• Problem statement
Select all lines in the records that include "entries".

(Stored data)
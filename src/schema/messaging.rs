//! Messaging kinds: SQS, SNS, EventBridge, Kafka, MSK

use serde::{Deserialize, Serialize};

// ============================================================================
// SQS
// ============================================================================

/// Dead-letter redrive target
#[derive(Debug, Clone, PartialEq, Serialize, Deserialize)]
#[serde(rename_all = "camelCase", deny_unknown_fields)]
pub struct DeadLetterSpec {
    /// Component name of the dead-letter queue
    pub target_component: String,
    #[serde(default = "default_max_receive")]
    pub max_receive_count: u32,
}

fn default_max_receive() -> u32 {
    5
}

/// Message queue
#[derive(Debug, Clone, PartialEq, Default, Serialize, Deserialize)]
#[serde(rename_all = "camelCase", deny_unknown_fields)]
pub struct SqsSpec {
    #[serde(default)]
    pub fifo: bool,
    #[serde(default = "default_visibility")]
    pub visibility_timeout_seconds: u32,
    #[serde(default = "default_retention")]
    pub message_retention_seconds: u32,
    #[serde(default)]
    pub delay_seconds: u32,
    #[serde(default, skip_serializing_if = "Option::is_none")]
    pub dead_letter: Option<DeadLetterSpec>,
}

fn default_visibility() -> u32 {
    30
}

fn default_retention() -> u32 {
    345_600 // 4 days
}

// ============================================================================
// SNS
// ============================================================================

/// Topic subscription
#[derive(Debug, Clone, PartialEq, Serialize, Deserialize)]
#[serde(rename_all = "camelCase", deny_unknown_fields)]
pub struct Subscription {
    /// sqs, lambda, email, https
    pub protocol: String,
    /// Component name (sqs/lambda protocols) or literal endpoint
    pub endpoint: String,
}

/// Pub/sub topic
#[derive(Debug, Clone, PartialEq, Default, Serialize, Deserialize)]
#[serde(rename_all = "camelCase", deny_unknown_fields)]
pub struct SnsSpec {
    #[serde(default)]
    pub fifo: bool,
    #[serde(default, skip_serializing_if = "Vec::is_empty")]
    pub subscriptions: Vec<Subscription>,
}

// ============================================================================
// EVENTBRIDGE
// ============================================================================

/// Rule target: a sibling component or a literal ARN
#[derive(Debug, Clone, PartialEq, Serialize, Deserialize)]
#[serde(rename_all = "camelCase", deny_unknown_fields)]
pub struct EventTarget {
    #[serde(default, skip_serializing_if = "Option::is_none")]
    pub component: Option<String>,
    #[serde(default, skip_serializing_if = "Option::is_none")]
    pub arn: Option<String>,
}

/// Event bus rule
#[derive(Debug, Clone, PartialEq, Default, Serialize, Deserialize)]
#[serde(rename_all = "camelCase", deny_unknown_fields)]
pub struct EventBridgeSpec {
    /// rate(...) or cron(...) expression
    #[serde(default, skip_serializing_if = "Option::is_none")]
    pub schedule_expression: Option<String>,
    /// JSON event pattern, mutually completing with the schedule
    #[serde(default, skip_serializing_if = "Option::is_none")]
    pub event_pattern: Option<String>,
    #[serde(default, skip_serializing_if = "Vec::is_empty")]
    pub targets: Vec<EventTarget>,
}

// ============================================================================
// KAFKA / MSK
// ============================================================================

/// Topic declaration
#[derive(Debug, Clone, PartialEq, Serialize, Deserialize)]
#[serde(rename_all = "camelCase", deny_unknown_fields)]
pub struct TopicSpec {
    pub name: String,
    #[serde(default = "default_partitions")]
    pub partitions: u32,
    #[serde(default = "default_replication")]
    pub replication_factor: u32,
}

fn default_partitions() -> u32 {
    3
}

fn default_replication() -> u32 {
    2
}

/// Self-managed Kafka topics on an existing cluster
#[derive(Debug, Clone, PartialEq, Default, Serialize, Deserialize)]
#[serde(rename_all = "camelCase", deny_unknown_fields)]
pub struct KafkaSpec {
    #[serde(default, skip_serializing_if = "Vec::is_empty")]
    pub topics: Vec<TopicSpec>,
    /// Component name of the backing MSK cluster, when managed here
    #[serde(default, skip_serializing_if = "Option::is_none")]
    pub cluster: Option<String>,
}

/// Managed Kafka cluster
#[derive(Debug, Clone, PartialEq, Serialize, Deserialize)]
#[serde(rename_all = "camelCase", deny_unknown_fields)]
pub struct MskSpec {
    #[serde(default = "default_brokers")]
    pub broker_count: u32,
    #[serde(default = "default_broker_type")]
    pub instance_type: String,
    pub kafka_version: String,
    #[serde(default = "default_storage_gb")]
    pub storage_gb: u32,
}

fn default_brokers() -> u32 {
    3
}

fn default_broker_type() -> String {
    "kafka.m5.large".to_string()
}

fn default_storage_gb() -> u32 {
    100
}

#[cfg(test)]
mod tests {
    use super::*;

    #[test]
    fn test_sqs_defaults() {
        let spec: SqsSpec = serde_yaml::from_str("{}").unwrap();
        assert!(!spec.fifo);
        assert_eq!(spec.visibility_timeout_seconds, 30);
        assert_eq!(spec.message_retention_seconds, 345_600);
    }

    #[test]
    fn test_sqs_dead_letter_target() {
        let spec: SqsSpec = serde_yaml::from_str(
            r#"
fifo: true
deadLetter:
  targetComponent: orders-dlq
"#,
        )
        .unwrap();
        assert_eq!(
            spec.dead_letter.unwrap().target_component,
            "orders-dlq"
        );
    }

    #[test]
    fn test_msk_requires_version() {
        let missing: Result<MskSpec, _> = serde_yaml::from_str("brokerCount: 3");
        assert!(missing.is_err());
    }
}
async fn run(cli: Cli) -> Result<(), PankaError> {
    match cli.command {
        Commands::Init { ref name } => init_stack(name),
        Commands::Validate { ref path, ref vars } => {
            let set = load_set(path, vars)?;
            validate_set(&set)?;
            println!(
                "{} stack '{}' is valid ({} components)",
                "✓".green(),
                set.stack_name(),
                set.components.len()
            );
            Ok(())
        }
        Commands::Graph { ref path, ref vars } => {
            let set = load_set(path, vars)?;
            validate_set(&set)?;
            show_graph(&set)
        }
        Commands::Plan {
            ref path,
            ref environment,
            ref vars,
        } => {
            let set = load_set(path, vars)?;
            let (reconciler, _) = build_reconciler(&cli, ReconcileOptions::default()).await?;
            let (changes, plan) = reconciler.preview(&set, environment).await?;
            print_plan_summary(&changes, &plan);
            Ok(())
        }
        Commands::Apply {
            ref path,
            ref environment,
            ref vars,
            dry_run,
            auto_approve,
            no_rollback,
            lock_ttl,
        } => {
            let set = load_set(path, vars)?;
            let options = ReconcileOptions {
                lock_ttl: std::time::Duration::from_secs(lock_ttl),
                rollback_enabled: !no_rollback,
                dry_run,
            };
            let (reconciler, _) = build_reconciler(&cli, options).await?;

            let (changes, plan) = reconciler.preview(&set, environment).await?;
            if changes.is_noop() {
                println!("{} no changes", "✓".green());
                return Ok(());
            }
            print_plan_summary(&changes, &plan);
            if dry_run {
                return Ok(());
            }

            let destructive = changes.pending().any(|c| {
                matches!(c.change_type, ChangeType::Delete | ChangeType::Recreate)
            });
            if destructive && !auto_approve && !confirm("Destructive changes planned. Continue?")? {
                println!("aborted");
                return Ok(());
            }

            let report = reconciler.apply(&set, environment).await?;
            if report.no_changes {
                println!("{} no changes", "✓".green());
            } else {
                println!(
                    "{} applied {} resource(s); state version {}",
                    "✓".green(),
                    report.resources_applied,
                    report.state_version.as_deref().unwrap_or("-")
                );
            }
            Ok(())
        }
        Commands::Destroy {
            ref stack,
            ref environment,
            dry_run,
            auto_approve,
            lock_ttl,
        } => {
            if !auto_approve
                && !dry_run
                && !confirm(&format!(
                    "Destroy every resource of '{stack}' in '{environment}'?"
                ))?
            {
                println!("aborted");
                return Ok(());
            }
            let options = ReconcileOptions {
                lock_ttl: std::time::Duration::from_secs(lock_ttl),
                rollback_enabled: false,
                dry_run,
            };
            let (reconciler, _) = build_reconciler(&cli, options).await?;
            let report = reconciler.destroy(stack, environment).await?;
            println!(
                "{} deleted {} resource(s){}",
                "✓".green(),
                report.resources_deleted,
                if report.state_removed {
                    "; state removed"
                } else {
                    ""
                }
            );
            Ok(())
        }
        Commands::State { ref command } => state_command(&cli, command).await,
        Commands::Drift {
            ref stack,
            ref environment,
        } => {
            let (reconciler, _) = build_reconciler(&cli, ReconcileOptions::default()).await?;
            let report = reconciler.drift(stack, environment).await?;
            if report.entries.is_empty() {
                println!("no deployed resources");
                return Ok(());
            }
            for entry in &report.entries {
                let status = match entry.status {
                    DriftStatus::InSync => "in-sync".green(),
                    DriftStatus::Modified => "modified".yellow(),
                    DriftStatus::Deleted => "deleted".red(),
                    DriftStatus::Unknown => "unknown".magenta(),
                };
                match &entry.detail {
                    Some(detail) => println!("{:<24} {:<12} {status}  {detail}", entry.id, entry.kind),
                    None => println!("{:<24} {:<12} {status}", entry.id, entry.kind),
                }
            }
            Ok(())
        }
        Commands::Login { ref tenant } => login_tenant(&cli, tenant).await,
        Commands::Logout => {
            SessionStore::new(SessionStore::default_dir()).delete(SessionKind::Tenant)?;
            println!("{} logged out", "✓".green());
            Ok(())
        }
        Commands::Admin { ref command } => admin_command(&cli, command).await,
    }
}

// ============================================================================
// BACKEND AND CONTEXT WIRING
// ============================================================================

/// Raw (un-namespaced) backends from CLI configuration
async fn build_backends(
    cli: &Cli,
) -> Result<(Arc<dyn StateBackend>, Arc<dyn LockStore>), PankaError> {
    if cli.ephemeral {
        return Ok((
            Arc::new(MemoryStateBackend::new()),
            Arc::new(MemoryLockStore::new()),
        ));
    }
    let bucket = cli.bucket.clone().ok_or_else(|| {
        PankaError::other("no state bucket configured; pass --bucket or set PANKA_BUCKET")
    })?;
    let table = cli.lock_table.clone().ok_or_else(|| {
        PankaError::other("no lock table configured; pass --lock-table or set PANKA_LOCK_TABLE")
    })?;
    Ok((
        Arc::new(S3StateBackend::from_env(bucket).await),
        Arc::new(DynamoLockStore::from_env(table).await),
    ))
}

/// Resolve the execution context from stored sessions
///
/// Tenant session wins; then admin; otherwise single-tenant mode under the
/// invoking OS user.
fn resolve_context() -> ExecutionContext {
    let store = SessionStore::new(SessionStore::default_dir());
    if let Ok(session) = store.load(SessionKind::Tenant) {
        if let Ok(id) = TenantId::new(&session.principal_id) {
            return ExecutionContext::for_tenant(
                id,
                session.storage_prefix,
                session.lock_prefix,
            );
        }
    }
    if let Ok(session) = store.load(SessionKind::Admin) {
        return ExecutionContext::for_admin(session.principal_id);
    }
    let user = std::env::var("USER").unwrap_or_else(|_| "local".to_string());
    ExecutionContext::single_tenant(user)
}

/// Tenancy-wrapped reconciler for the resolved context
async fn build_reconciler(
    cli: &Cli,
    options: ReconcileOptions,
) -> Result<(Reconciler, ExecutionContext), PankaError> {
    let (state, locks) = build_backends(cli).await?;
    let context = resolve_context();

    let providers = Arc::new(ProviderRegistry::new());
    providers.register_for_all(Arc::new(MockProvider::new()));

    let wrapped_state: Arc<dyn StateBackend> =
        Arc::new(TenantStateBackend::new(state, &context));
    let wrapped_locks: Arc<dyn LockStore> = Arc::new(TenantLockStore::new(locks, &context));

    Ok((
        Reconciler::new(wrapped_state, wrapped_locks, providers, context.clone(), options),
        context,
    ))
}

fn load_set(path: &PathBuf, vars: &[String]) -> Result<ResourceSet, PankaError> {
    let overrides = parse_overrides(vars)?;
    Ok(parse_stack_folder(path, &overrides)?)
}

fn validate_set(set: &ResourceSet) -> Result<(), PankaError> {
    let report = Validator::new().validate(set);
    for warning in &report.warnings {
        eprintln!("{} {}", "Warning:".yellow(), warning);
    }
    if report.is_valid() {
        Ok(())
    } else {
        Err(report.into())
    }
}

fn confirm(question: &str) -> Result<bool, PankaError> {
    print!("{question} [y/N] ");
    std::io::stdout().flush()?;
    let mut answer = String::new();
    std::io::stdin().lock().read_line(&mut answer)?;
    Ok(matches!(answer.trim(), "y" | "Y" | "yes"))
}

// ============================================================================
// SUBCOMMAND BODIES
// ============================================================================

fn init_stack(name: &str) -> Result<(), PankaError> {
    let root = PathBuf::from(name);
    std::fs::create_dir_all(root.join("services/api"))?;
    std::fs::write(
        root.join("stack.yaml"),
        format!(
            r#"apiVersion: core.panka.io/v1
kind: Stack
metadata:
  name: {name}
spec:
  provider:
    name: aws
    region: us-east-1
  variables: {{}}
  environments: [dev, prod]
"#
        ),
    )?;
    std::fs::write(
        root.join("services/api/service.yaml"),
        r#"apiVersion: core.panka.io/v1
kind: Service
metadata:
  name: api
spec:
  description: Example service
"#,
    )?;
    std::fs::write(
        root.join("services/api/queue.yaml"),
        r#"apiVersion: components.panka.io/v1
kind: SQS
metadata:
  name: jobs
spec:
  visibilityTimeoutSeconds: 60
"#,
    )?;
    println!("{} scaffolded stack folder '{name}'", "✓".green());
    Ok(())
}

fn show_graph(set: &ResourceSet) -> Result<(), PankaError> {
    let mut graph = DependencyGraph::from_resources(set);
    graph.ensure_acyclic()?;

    println!("{}", "Deployment order:".cyan().bold());
    for (level, group) in graph.level_groups()?.into_iter().enumerate() {
        println!("  stage {level}: {}", group.join(", "));
    }
    let critical = graph.critical_path()?;
    if critical.len() > 1 {
        println!(
            "{} {}",
            "Critical path:".cyan().bold(),
            critical.join(" → ")
        );
    }
    Ok(())
}

fn print_plan_summary(changes: &panka::plan::ChangeSet, plan: &panka::plan::DeploymentPlan) {
    if plan.is_empty() {
        println!("{} no changes", "✓".green());
        return;
    }
    for (index, stage) in plan.stages.iter().enumerate() {
        println!("{}", format!("Stage {index}:").cyan().bold());
        for resource in &stage.resources {
            let verb = match resource.action {
                ChangeType::Create => "+ create".green(),
                ChangeType::Update => "~ update".yellow(),
                ChangeType::Recreate => "± recreate".red(),
                ChangeType::Delete => "- delete".red(),
                ChangeType::NoOp => "  none".dimmed(),
            };
            println!("  {verb} {} ({})", resource.id, resource.kind);
            if let Some(change) = changes.get(&resource.id) {
                for diff in change.diffs.iter().take(8) {
                    println!(
                        "      {}: {} → {}",
                        diff.path.dimmed(),
                        diff.old
                            .as_ref()
                            .map(ToString::to_string)
                            .unwrap_or_else(|| "∅".into()),
                        diff.new
                            .as_ref()
                            .map(ToString::to_string)
                            .unwrap_or_else(|| "∅".into()),
                    );
                }
            }
        }
    }
    let counts = changes.counts();
    let summary: Vec<String> = counts.iter().map(|(k, v)| format!("{v} {k}")).collect();
    println!(
        "{} {} | ~{}s estimated",
        "Plan:".cyan().bold(),
        summary.join(", "),
        plan.estimated_duration().as_secs()
    );
}

async fn state_command(cli: &Cli, command: &StateCommands) -> Result<(), PankaError> {
    let (state, _) = build_backends(cli).await?;
    let context = resolve_context();
    let wrapped: Arc<dyn StateBackend> = Arc::new(TenantStateBackend::new(state, &context));

    match command {
        StateCommands::List => {
            let keys = wrapped.list("stacks/").await?;
            if keys.is_empty() {
                println!("no stored state");
            }
            for key in keys {
                println!("{key}");
            }
        }
        StateCommands::Show { stack, environment } => {
            let (body, version) = wrapped.load(&state_key(stack, environment)).await?;
            eprintln!("{} version {}", "#".dimmed(), version.dimmed());
            println!("{body}");
        }
        StateCommands::Rm {
            stack,
            environment,
            dry_run,
        } => {
            let key = state_key(stack, environment);
            if *dry_run {
                println!("would remove {key}");
            } else {
                wrapped.delete(&key).await?;
                println!("{} removed {key}", "✓".green());
            }
        }
    }
    Ok(())
}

• Response area
            if report.entries.is_empty() {
            for entry in &report.entries {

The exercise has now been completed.